No tienes gripe, ni faringitis, ni fiebre, ni nada. Te quejabas de puro vicio.

No sé dónde leí que existen dos tipos de madres: las que están hechas polvo y son conscientes de ello y las que lo están pero no lo saben. Ayer el médico le dio un nombre técnico a mi nube negra: «faringitis viral aguda». Te aseguro que en el camino de vuelta de la consulta tenía un ataque de depresión muy serio y no hacía más que pensar en todas las fiestas a las que ya no podría ir, todos los hombres a los que no podría seducir, todos los países a los que no viajaría… De ahí a decidir que soy un fracaso como amante, como madre y como escritora, sólo hay un paso. Intenté con todas mis fuerzas repetirme el mantra que suele funcionar en estos casos: «Concéntrate en lo que tienes y nunca en lo que no tienes.» Pero cuando lo que tienes es fiebre, dolor en las articulaciones, la nariz congestionada por un aluvión de mocos, una especie de nudo de alambre de espino en la garganta y una sensación rara en el estómago, como si te hubieras tragado una docena de sapos, casi es mejor pensar en lo que no tienes. Sí, podría haberme concentrado en lo que tengo: una niña muy guapa, muy sana y que sabe sonreír por mucho que la ciencia médica se empeñe en afirmar que no puede, pero, como de mayor descubrirás, tu madre es un poco tendente a anegarse en un pozo de autocompasión a la mínima, sobre todo cuando está cansada o enferma.
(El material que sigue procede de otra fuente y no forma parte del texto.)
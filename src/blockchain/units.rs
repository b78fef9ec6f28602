// src/blockchain/units.rs

//! Conversion between human-readable decimal amounts and integer base units.
//!
//! Amounts are parsed from their decimal text so no binary floating point is
//! involved once a value is a string. Base units are `U256`.

use std::fmt;

use ethers_core::types::U256;
use serde::de::{self, Visitor};
use serde::{Deserialize, Deserializer, Serialize, Serializer};
use thiserror::Error;

pub const MAX_DECIMALS: u8 = 18;

#[derive(Error, Debug, Clone, PartialEq, Eq)]
pub enum UnitError {
    #[error("Invalid amount: {0}")]
    InvalidAmount(String),
    #[error("decimals must be between 0 and {max}, got {0}", max = MAX_DECIMALS)]
    DecimalsOutOfRange(u32),
    #[error("amount {0} overflows the base unit range")]
    Overflow(String),
}

fn check_decimals(decimals: u8) -> Result<(), UnitError> {
    if decimals > MAX_DECIMALS {
        return Err(UnitError::DecimalsOutOfRange(decimals as u32));
    }
    Ok(())
}

/// Converts a display amount such as `"12.5"` into base units.
///
/// Fractional digits beyond `decimals` are floored.
pub fn to_base_unit(amount: &str, decimals: u8) -> Result<U256, UnitError> {
    check_decimals(decimals)?;
    let invalid = || UnitError::InvalidAmount(amount.to_string());

    let trimmed = amount.trim();
    let unsigned = trimmed.strip_prefix('+').unwrap_or(trimmed);
    if unsigned.is_empty() || unsigned.starts_with('-') {
        return Err(invalid());
    }

    let (int_part, frac_part) = match unsigned.split_once('.') {
        Some((i, f)) => (i, f),
        None => (unsigned, ""),
    };
    if int_part.is_empty() && frac_part.is_empty() {
        return Err(invalid());
    }
    let all_digits = |s: &str| s.chars().all(|c| c.is_ascii_digit());
    if !all_digits(int_part) || !all_digits(frac_part) {
        return Err(invalid());
    }

    let scale = decimals as usize;
    let mut digits = String::with_capacity(int_part.len() + scale);
    digits.push_str(int_part);
    if frac_part.len() >= scale {
        digits.push_str(&frac_part[..scale]);
    } else {
        digits.push_str(frac_part);
        digits.extend(std::iter::repeat('0').take(scale - frac_part.len()));
    }

    let digits = digits.trim_start_matches('0');
    if digits.is_empty() {
        return Ok(U256::zero());
    }
    U256::from_dec_str(digits).map_err(|_| UnitError::Overflow(amount.to_string()))
}

/// Same as [`to_base_unit`] for a float that arrived as a JSON number.
pub fn to_base_unit_f64(amount: f64, decimals: u8) -> Result<U256, UnitError> {
    if !amount.is_finite() || amount < 0.0 {
        return Err(UnitError::InvalidAmount(amount.to_string()));
    }
    // `Display` for f64 never uses exponent notation.
    to_base_unit(&format!("{}", amount), decimals)
}

/// Renders a base amount as a decimal string with trailing zeros trimmed.
pub fn to_display_unit(base: U256, decimals: u8) -> String {
    let digits = base.to_string();
    insert_decimal_point(&digits, decimals as usize)
}

/// Signed variant used for mirror-node transfer lists.
pub fn to_display_unit_signed(base: i128, decimals: u8) -> String {
    let magnitude = insert_decimal_point(&base.unsigned_abs().to_string(), decimals as usize);
    if base < 0 {
        format!("-{}", magnitude)
    } else {
        magnitude
    }
}

fn insert_decimal_point(digits: &str, scale: usize) -> String {
    if scale == 0 {
        return digits.to_string();
    }
    let padded = if digits.len() <= scale {
        format!("{}{}", "0".repeat(scale - digits.len() + 1), digits)
    } else {
        digits.to_string()
    };
    let (int_part, frac_part) = padded.split_at(padded.len() - scale);
    let frac_part = frac_part.trim_end_matches('0');
    if frac_part.is_empty() {
        int_part.to_string()
    } else {
        format!("{}.{}", int_part, frac_part)
    }
}

/// A human-unit quantity as supplied by a caller.
///
/// Keeps the decimal text so conversion stays exact. Accepts JSON numbers
/// and numeric strings.
#[derive(Debug, Clone, PartialEq, Eq)]
pub struct DisplayAmount(String);

impl DisplayAmount {
    pub fn new(text: impl Into<String>) -> Self {
        Self(text.into())
    }

    pub fn as_str(&self) -> &str {
        &self.0
    }

    pub fn is_negative(&self) -> bool {
        self.0.trim_start().starts_with('-')
    }

    pub fn to_base_unit(&self, decimals: u8) -> Result<U256, UnitError> {
        to_base_unit(&self.0, decimals)
    }
}

impl Default for DisplayAmount {
    fn default() -> Self {
        Self("0".to_string())
    }
}

impl fmt::Display for DisplayAmount {
    fn fmt(&self, f: &mut fmt::Formatter<'_>) -> fmt::Result {
        f.write_str(&self.0)
    }
}

impl From<u64> for DisplayAmount {
    fn from(v: u64) -> Self {
        Self(v.to_string())
    }
}

impl From<&str> for DisplayAmount {
    fn from(v: &str) -> Self {
        Self(v.to_string())
    }
}

impl Serialize for DisplayAmount {
    fn serialize<S: Serializer>(&self, serializer: S) -> Result<S::Ok, S::Error> {
        serializer.serialize_str(&self.0)
    }
}

struct DisplayAmountVisitor;

impl<'de> Visitor<'de> for DisplayAmountVisitor {
    type Value = DisplayAmount;

    fn expecting(&self, f: &mut fmt::Formatter) -> fmt::Result {
        f.write_str("a number or a decimal string")
    }

    fn visit_u64<E: de::Error>(self, v: u64) -> Result<Self::Value, E> {
        Ok(DisplayAmount(v.to_string()))
    }

    fn visit_i64<E: de::Error>(self, v: i64) -> Result<Self::Value, E> {
        Ok(DisplayAmount(v.to_string()))
    }

    fn visit_f64<E: de::Error>(self, v: f64) -> Result<Self::Value, E> {
        if !v.is_finite() {
            return Err(E::custom(format!("Invalid amount: {}", v)));
        }
        Ok(DisplayAmount(format!("{}", v)))
    }

    fn visit_str<E: de::Error>(self, v: &str) -> Result<Self::Value, E> {
        Ok(DisplayAmount(v.trim().to_string()))
    }
}

impl<'de> Deserialize<'de> for DisplayAmount {
    fn deserialize<D: Deserializer<'de>>(deserializer: D) -> Result<Self, D::Error> {
        deserializer.deserialize_any(DisplayAmountVisitor)
    }
}

/// An integer quantity passed straight into a contract call (`uint256`).
#[derive(Debug, Clone, Copy, PartialEq, Eq, Default)]
pub struct TokenAmount(pub U256);

impl TokenAmount {
    pub fn value(&self) -> U256 {
        self.0
    }
}

impl Serialize for TokenAmount {
    fn serialize<S: Serializer>(&self, serializer: S) -> Result<S::Ok, S::Error> {
        serializer.collect_str(&self.0)
    }
}

struct TokenAmountVisitor;

impl<'de> Visitor<'de> for TokenAmountVisitor {
    type Value = TokenAmount;

    fn expecting(&self, f: &mut fmt::Formatter) -> fmt::Result {
        f.write_str("a non-negative integer or an integer string")
    }

    fn visit_u64<E: de::Error>(self, v: u64) -> Result<Self::Value, E> {
        Ok(TokenAmount(U256::from(v)))
    }

    fn visit_i64<E: de::Error>(self, v: i64) -> Result<Self::Value, E> {
        if v < 0 {
            return Err(E::custom(format!("Invalid amount: {}", v)));
        }
        Ok(TokenAmount(U256::from(v as u64)))
    }

    fn visit_f64<E: de::Error>(self, v: f64) -> Result<Self::Value, E> {
        if !v.is_finite() || v < 0.0 || v.fract() != 0.0 {
            return Err(E::custom(format!("Invalid amount: {}", v)));
        }
        to_base_unit_f64(v, 0).map(TokenAmount).map_err(E::custom)
    }

    fn visit_str<E: de::Error>(self, v: &str) -> Result<Self::Value, E> {
        let v = v.trim();
        if v.is_empty() || !v.chars().all(|c| c.is_ascii_digit()) {
            return Err(E::custom(format!("Invalid amount: {}", v)));
        }
        U256::from_dec_str(v).map(TokenAmount).map_err(E::custom)
    }
}

impl<'de> Deserialize<'de> for TokenAmount {
    fn deserialize<D: Deserializer<'de>>(deserializer: D) -> Result<Self, D::Error> {
        deserializer.deserialize_any(TokenAmountVisitor)
    }
}

#[cfg(test)]
mod tests {
    use super::*;

    #[test]
    fn converts_display_to_base() {
        assert_eq!(to_base_unit("1", 8).unwrap(), U256::from(100_000_000u64));
        assert_eq!(to_base_unit("0.1", 8).unwrap(), U256::from(10_000_000u64));
        assert_eq!(to_base_unit("12.345", 2).unwrap(), U256::from(1234u64));
        assert_eq!(to_base_unit(".5", 1).unwrap(), U256::from(5u64));
        assert_eq!(to_base_unit("0", 18).unwrap(), U256::zero());
        assert_eq!(to_base_unit("42", 0).unwrap(), U256::from(42u64));
    }

    #[test]
    fn rejects_bad_input() {
        assert!(matches!(to_base_unit("-1", 2), Err(UnitError::InvalidAmount(_))));
        assert!(matches!(to_base_unit("", 2), Err(UnitError::InvalidAmount(_))));
        assert!(matches!(to_base_unit("1e5", 2), Err(UnitError::InvalidAmount(_))));
        assert!(matches!(to_base_unit("abc", 2), Err(UnitError::InvalidAmount(_))));
        assert!(matches!(to_base_unit(".", 2), Err(UnitError::InvalidAmount(_))));
        assert!(matches!(to_base_unit("1", 19), Err(UnitError::DecimalsOutOfRange(19))));
        assert!(matches!(to_base_unit_f64(f64::NAN, 2), Err(UnitError::InvalidAmount(_))));
        assert!(matches!(to_base_unit_f64(f64::INFINITY, 2), Err(UnitError::InvalidAmount(_))));
    }

    #[test]
    fn display_round_trip() {
        for decimals in 0..=MAX_DECIMALS {
            for amount in ["0", "1", "123456789", "98765.4321"] {
                let base = to_base_unit(amount, decimals).unwrap();
                let back = to_display_unit(base, decimals);
                let expected = to_display_unit(to_base_unit(&back, decimals).unwrap(), decimals);
                assert_eq!(back, expected);
                if decimals >= 4 {
                    assert_eq!(back, amount);
                }
            }
        }
    }

    #[test]
    fn signed_display() {
        assert_eq!(to_display_unit_signed(-150_000_000, 8), "-1.5");
        assert_eq!(to_display_unit_signed(1, 8), "0.00000001");
        assert_eq!(to_display_unit_signed(0, 8), "0");
    }

    #[test]
    fn token_amount_accepts_max_uint() {
        let max = U256::MAX.to_string();
        let parsed: TokenAmount = serde_json::from_value(serde_json::json!(max)).unwrap();
        assert_eq!(parsed.value(), U256::MAX);
        let zero: TokenAmount = serde_json::from_value(serde_json::json!(0)).unwrap();
        assert!(zero.value().is_zero());
        assert!(serde_json::from_value::<TokenAmount>(serde_json::json!(-1)).is_err());
    }

    #[test]
    fn display_amount_keeps_text() {
        let a: DisplayAmount = serde_json::from_value(serde_json::json!(0.1)).unwrap();
        assert_eq!(a.as_str(), "0.1");
        let b: DisplayAmount = serde_json::from_value(serde_json::json!("2.50")).unwrap();
        assert_eq!(b.to_base_unit(2).unwrap(), U256::from(250u64));
    }
}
En eso es muy masculina.

Ya te he dicho que la bruja que luego se esfumó acertó en sus predicciones, pero ahora voy a explicarte cómo se cumplieron una a una:

Respecto a lo que dijo de unas reformas en mi casa, resulta que durante casi dos semanas el cielo de Madrid estuvo llorando agua en cataratas con sincrónicos susurros cantarinos, y al cabo la lluvia se filtró desde el suelo de la terraza hasta el techo del vecino, que acabó decorado con una extensísima mancha de humedad. Hubo que levantar el suelo para cambiar las prehistóricas y picadísimas tuberías de plomo, y la rehabilitación, que en principio tenía que durar dos semanas, se alargaba y se alargaba como casi todas las reformas, por razones de todos los colores, y aquello amenazaba con durar más que las obras de El Escorial.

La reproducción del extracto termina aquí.